— Assigned task —
The records follow. Filter them to the lines that hold "https".
(Beginning of Extracted data)
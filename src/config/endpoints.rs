//! Remote endpoints and transport settings.

/// The configured backend (user-overridable through settings)
pub struct BackendDefaults {
    pub base_url: &'static str,
}

/// Public market-data API (CoinGecko-style OHLC)
pub struct MarketDataApi {
    pub base_url: &'static str,
    pub vs_currency: &'static str,
    /// `days` values the OHLC endpoint accepts, ascending
    pub accepted_days: &'static [u32],
}

/// Exchange REST + streaming (Binance spot)
pub struct ExchangeApi {
    /// Single raw stream base; `<symbol>@trade` is appended
    pub ws_base_url: &'static str,
    /// Quote suffixes the live trade feed is opened for
    pub live_quote_suffixes: &'static [&'static str],
    /// Maximum reconnection delay (seconds)
    pub max_reconnect_delay_sec: u64,
    /// Initial reconnection delay (seconds)
    pub initial_reconnect_delay_sec: u64,
    /// Give up on the live feed after this many consecutive failed connects
    pub max_reconnect_attempts: u32,
}

/// Default values for the HTTP clients
pub struct HttpClientConfig {
    pub timeout_ms: u64,
    pub retries: u32,
    pub backoff_ms: u64,
    /// Upper bound for one provider attempt during fallback, on top of `timeout_ms`
    pub provider_deadline_ms: u64,
}

/// The Master Endpoint Configuration
pub struct EndpointConfig {
    pub backend: BackendDefaults,
    pub market_data: MarketDataApi,
    pub exchange: ExchangeApi,
    pub client: HttpClientConfig,
}

pub const ENDPOINTS: EndpointConfig = EndpointConfig {
    backend: BackendDefaults {
        base_url: "https://smart-crypto-backend.onrender.com",
    },
    market_data: MarketDataApi {
        base_url: "https://api.coingecko.com/api/v3",
        vs_currency: "usd",
        accepted_days: &[1, 7, 14, 30, 90, 180, 365],
    },
    exchange: ExchangeApi {
        ws_base_url: "wss://stream.binance.com:9443/ws/",
        live_quote_suffixes: &["USDT", "USDC", "FDUSD"],
        max_reconnect_delay_sec: 60,
        initial_reconnect_delay_sec: 1,
        max_reconnect_attempts: 5,
    },
    client: HttpClientConfig {
        timeout_ms: 8000,
        retries: 1,
        backoff_ms: 1000,
        provider_deadline_ms: 10_000,
    },
};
(End of Extracted data)
— Your solution —
        base_url: "https://smart-crypto-backend.onrender.com",
        base_url: "https://api.coingecko.com/api/v3",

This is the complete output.